Friday, April 16, 2010

Lemon-Rosemary Chicken Breasts

1 1/2 Tbs olive oil
1/2 tsp salt, divided
1/2 tsp. black pepper, divided
4 (8 oz) bone-in chicken breast halves, skinned
1 1/2 C. fat-free, less-sodium chicken broth
1/3 C. fresh lemon juice
1 rosemary sprig

1. Preheat oven to 375.

2. Heat a large skillet over medium-high heat; add oil. Sprinkle 1/4 tsp. salt and 1/4 tsp. pepper over chicken. Add chicken; cook 3 minutes on each side. Arrange chicken in a 13x9-inch baking dish. Bake at 375 for 25 minutes or until a thermometer registers 165. Remove from oven; cover and let stand 15 minutes.

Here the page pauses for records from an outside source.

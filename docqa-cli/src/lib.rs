//! # docqa-cli
//!
//! The `docqa` command: ingest documents into a vector collection and ask
//! questions about them, configured from the environment (and `.env`).
//!
//! ```text
//! docqa ingest --text-dir data/text_files --pdf-dir data/pdf --url https://example.com/post
//! docqa ask "What is an embedding?" --k 3
//! docqa chat
//! docqa drop
//! ```

pub mod backend;
pub mod cli;
pub mod render;
pub mod repl;
pub mod settings;
pub mod telemetry;

pub use cli::{Cli, Command};
pub use settings::Settings;
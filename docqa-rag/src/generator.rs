//! Grounded answer generation.

use std::sync::Arc;

use tracing::{debug, error};

use crate::document::SearchResult;
use crate::error::Result;
use crate::llm::ChatModel;

const PROMPT_PREAMBLE: &str = "Answer the following question based only on the provided context. \
Think step by step before answering. If you don't know the answer, just say that you don't know.";

/// Formats retrieved chunks and a question into a prompt and asks a
/// [`ChatModel`] for the answer.
///
/// The model output is returned unchanged, including an empty string.
#[derive(Clone)]
pub struct AnswerGenerator {
    model: Arc<dyn ChatModel>,
    temperature: f32,
}

impl AnswerGenerator {
    /// Create a generator sampling at `temperature`.
    pub fn new(model: Arc<dyn ChatModel>, temperature: f32) -> Self {
        Self { model, temperature }
    }

    /// Generate an answer to `question` from `context`.
    pub async fn generate(&self, question: &str, context: &[SearchResult]) -> Result<String> {
        let prompt = build_prompt(question, context);
        debug!(model = self.model.name(), context_chunks = context.len(), "generating answer");
        self.model.generate(&prompt, self.temperature).await.map_err(|e| {
            error!(model = self.model.name(), error = %e, "answer generation failed");
            e
        })
    }
}

/// Build the grounded prompt: instructions, the chunk texts inside a
/// `<context>` block separated by blank lines, then the question verbatim.
pub fn build_prompt(question: &str, context: &[SearchResult]) -> String {
    let context = context.iter().map(|r| r.chunk.text.as_str()).collect::<Vec<_>>().join("\n\n");
    format!("{PROMPT_PREAMBLE}\n\n<context>\n{context}\n</context>\n\nQuestion: {question}")
}
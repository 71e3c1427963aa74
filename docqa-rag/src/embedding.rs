//! Embedding provider trait for generating vector embeddings from text.

use async_trait::async_trait;

use crate::error::{RagError, Result};

/// A provider that generates vector embeddings from text input.
///
/// Implementations wrap specific embedding backends (Ollama, OpenAI, etc.)
/// behind a unified async interface. The default [`embed_batch`](EmbeddingProvider::embed_batch)
/// implementation calls [`embed`](EmbeddingProvider::embed) sequentially;
/// backends that support native batching should override it.
///
/// # Example
///
/// ```rust,ignore
/// use docqa_rag::EmbeddingProvider;
///
/// let provider = MyEmbeddingProvider::new();
/// let embedding = provider.embed("hello world").await?;
/// assert_eq!(embedding.len(), provider.dimensions());
/// ```
#[async_trait]
pub trait EmbeddingProvider: Send + Sync {
    /// Generate an embedding vector for a single text input.
    async fn embed(&self, text: &str) -> Result<Vec<f32>>;

    /// Generate embedding vectors for a batch of text inputs.
    ///
    /// The default implementation calls [`embed`](EmbeddingProvider::embed)
    /// sequentially for each input. Override this method if the backend
    /// supports native batch embedding for better throughput.
    async fn embed_batch(&self, texts: &[&str]) -> Result<Vec<Vec<f32>>> {
        let mut results = Vec::with_capacity(texts.len());
        for text in texts {
            results.push(self.embed(text).await?);
        }
        Ok(results)
    }

    /// Return the dimensionality of embeddings produced by this provider.
    fn dimensions(&self) -> usize;
}

/// Scale `vector` to unit L2 length in place. Zero vectors are left as-is.
pub fn normalize(vector: &mut [f32]) {
    let norm: f32 = vector.iter().map(|x| x * x).sum::<f32>().sqrt();
    if norm > 0.0 {
        vector.iter_mut().for_each(|x| *x /= norm);
    }
}

/// Validate that `vector` has the expected dimensionality, then normalize it.
///
/// # Errors
///
/// Returns [`RagError::DimensionMismatch`] if the lengths differ.
pub fn prepare(mut vector: Vec<f32>, expected: usize) -> Result<Vec<f32>> {
    if vector.len() != expected {
        return Err(RagError::DimensionMismatch { expected, actual: vector.len() });
    }
    normalize(&mut vector);
    Ok(vector)
}
//! Environment-driven settings.
//!
//! Every value is read from the process environment (after `.env` has been
//! loaded by the binary). Required keys are only checked for the backends
//! that are actually selected, so a Qdrant user never needs Astra tokens.

use std::str::FromStr;
use std::time::Duration;

use docqa_rag::{RagConfig, RagError, Result, RetryPolicy};

/// Which service produces embeddings.
#[derive(Debug, Clone, Copy, PartialEq, Eq)]
pub enum EmbeddingBackend {
    /// A local or remote Ollama server.
    Ollama,
    /// An OpenAI-compatible `/embeddings` API.
    OpenAI,
}

impl FromStr for EmbeddingBackend {
    type Err = RagError;

    fn from_str(s: &str) -> Result<Self> {
        match s.to_ascii_lowercase().as_str() {
            "ollama" => Ok(EmbeddingBackend::Ollama),
            "openai" => Ok(EmbeddingBackend::OpenAI),
            other => Err(RagError::ConfigError(format!(
                "EMBEDDING_BACKEND must be 'ollama' or 'openai', got '{other}'"
            ))),
        }
    }
}

/// Which vector database holds the collection.
#[derive(Debug, Clone, Copy, PartialEq, Eq)]
pub enum StoreBackend {
    /// DataStax Astra DB.
    Astra,
    /// Qdrant over gRPC.
    Qdrant,
    /// In-process store; contents are lost when the process exits.
    Memory,
}

impl FromStr for StoreBackend {
    type Err = RagError;

    fn from_str(s: &str) -> Result<Self> {
        match s.to_ascii_lowercase().as_str() {
            "astra" => Ok(StoreBackend::Astra),
            "qdrant" => Ok(StoreBackend::Qdrant),
            "memory" => Ok(StoreBackend::Memory),
            other => Err(RagError::ConfigError(format!(
                "VECTOR_STORE must be 'astra', 'qdrant' or 'memory', got '{other}'"
            ))),
        }
    }
}

/// Settings for the `docqa` binary.
#[derive(Debug, Clone)]
pub struct Settings {
    pub embedding_backend: EmbeddingBackend,
    pub ollama_base_url: String,
    pub ollama_model: String,
    pub ollama_num_threads: Option<u32>,
    /// Overrides the embedding model's dimensionality.
    pub embedding_dimensions: Option<usize>,
    pub openai_api_key: Option<String>,
    pub openai_base_url: Option<String>,
    pub openai_embedding_model: Option<String>,
    pub groq_api_key: Option<String>,
    pub groq_model: String,
    /// Points the chat model at another OpenAI-compatible API.
    pub llm_base_url: Option<String>,
    pub vector_store: StoreBackend,
    pub astra_endpoint: Option<String>,
    pub astra_token: Option<String>,
    pub astra_namespace: String,
    pub qdrant_url: String,
    pub collection: String,
    pub chunk_size: usize,
    pub chunk_overlap: usize,
    pub top_k: usize,
    pub request_timeout: Duration,
    /// Retries after the first attempt for transient network failures.
    pub max_retries: u32,
}

/// The collection used when `COLLECTION_NAME` is unset.
pub const DEFAULT_COLLECTION: &str = "rag_collection";

impl Settings {
    /// Read settings from the process environment.
    pub fn from_env() -> Result<Self> {
        Self::from_lookup(|key| std::env::var(key).ok())
    }

    /// Read settings through `lookup`, which returns the value of a key if
    /// it is set. Empty values count as unset.
    pub fn from_lookup(lookup: impl Fn(&str) -> Option<String>) -> Result<Self> {
        let get = |key: &str| lookup(key).map(|v| v.trim().to_string()).filter(|v| !v.is_empty());
        let defaults = RagConfig::default();

        Ok(Self {
            embedding_backend: parse_or(&get, "EMBEDDING_BACKEND", EmbeddingBackend::Ollama)?,
            ollama_base_url: get("OLLAMA_BASE_URL")
                .unwrap_or_else(|| docqa_rag::ollama::OLLAMA_BASE_URL.to_string()),
            ollama_model: get("OLLAMA_MODEL")
                .unwrap_or_else(|| docqa_rag::ollama::DEFAULT_MODEL.to_string()),
            ollama_num_threads: parse_opt(&get, "OLLAMA_NUM_THREADS")?,
            embedding_dimensions: parse_opt(&get, "EMBEDDING_DIMENSIONS")?,
            openai_api_key: get("OPENAI_API_KEY"),
            openai_base_url: get("OPENAI_BASE_URL"),
            openai_embedding_model: get("OPENAI_EMBEDDING_MODEL"),
            groq_api_key: get("GROQ_API_KEY"),
            groq_model: get("GROQ_MODEL")
                .unwrap_or_else(|| docqa_rag::chat::DEFAULT_GROQ_MODEL.to_string()),
            llm_base_url: get("LLM_BASE_URL"),
            vector_store: parse_or(&get, "VECTOR_STORE", StoreBackend::Astra)?,
            astra_endpoint: get("ASTRA_DB_API_ENDPOINT"),
            astra_token: get("ASTRA_DB_APPLICATION_TOKEN"),
            astra_namespace: get("ASTRA_DB_NAMESPACE")
                .unwrap_or_else(|| docqa_rag::astra::DEFAULT_KEYSPACE.to_string()),
            qdrant_url: get("QDRANT_URL")
                .unwrap_or_else(|| docqa_rag::qdrant::DEFAULT_QDRANT_URL.to_string()),
            collection: get("COLLECTION_NAME").unwrap_or_else(|| DEFAULT_COLLECTION.to_string()),
            chunk_size: parse_or(&get, "CHUNK_SIZE", defaults.chunk_size)?,
            chunk_overlap: parse_or(&get, "CHUNK_OVERLAP", defaults.chunk_overlap)?,
            top_k: parse_or(&get, "RETRIEVAL_K", defaults.top_k)?,
            request_timeout: Duration::from_secs(parse_or(&get, "REQUEST_TIMEOUT_SECS", 60)?),
            max_retries: parse_or(&get, "MAX_RETRIES", 2)?,
        })
    }

    /// The pipeline configuration these settings describe.
    pub fn rag_config(&self) -> Result<RagConfig> {
        RagConfig::builder()
            .chunk_size(self.chunk_size)
            .chunk_overlap(self.chunk_overlap)
            .top_k(self.top_k)
            .build()
    }

    /// The retry policy for every network client.
    pub fn retry_policy(&self) -> RetryPolicy {
        RetryPolicy::with_max_attempts(self.max_retries.saturating_add(1))
    }

    /// Check that the selected embedding backend is configured.
    pub fn require_embedding(&self) -> Result<()> {
        match self.embedding_backend {
            EmbeddingBackend::Ollama => Ok(()),
            EmbeddingBackend::OpenAI => require("OPENAI_API_KEY", &self.openai_api_key),
        }
    }

    /// Check that the selected vector store is configured.
    pub fn require_store(&self) -> Result<()> {
        match self.vector_store {
            StoreBackend::Astra => {
                require("ASTRA_DB_API_ENDPOINT", &self.astra_endpoint)?;
                require("ASTRA_DB_APPLICATION_TOKEN", &self.astra_token)
            }
            StoreBackend::Qdrant | StoreBackend::Memory => Ok(()),
        }
    }

    /// Check that the chat model is configured.
    pub fn require_llm(&self) -> Result<()> {
        require("GROQ_API_KEY", &self.groq_api_key)
    }
}

fn require(key: &str, value: &Option<String>) -> Result<()> {
    match value {
        Some(_) => Ok(()),
        None => Err(RagError::ConfigError(format!("{key} is not set"))),
    }
}

fn parse_opt<T: FromStr>(get: &impl Fn(&str) -> Option<String>, key: &str) -> Result<Option<T>>
where
    T::Err: std::fmt::Display,
{
    get(key)
        .map(|raw| {
            raw.parse::<T>().map_err(|e| RagError::ConfigError(format!("{key}='{raw}': {e}")))
        })
        .transpose()
}

fn parse_or<T: FromStr>(get: &impl Fn(&str) -> Option<String>, key: &str, default: T) -> Result<T>
where
    T::Err: std::fmt::Display,
{
    Ok(parse_opt(get, key)?.unwrap_or(default))
}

3. Heat skillet over medium-high heat. Add broth, juice, and rosemary sprig. Bring to a boil, scraping pan to loosen browned bits; reduce heat, and simmer 20 minutes or until broth mixture measures 1/3 C. Discard rosemary sprig; stir in remaining 1/4 tsp. salt and 1/4 tsp. pepper. Serve sauce with chicken. Yield: 4 servings.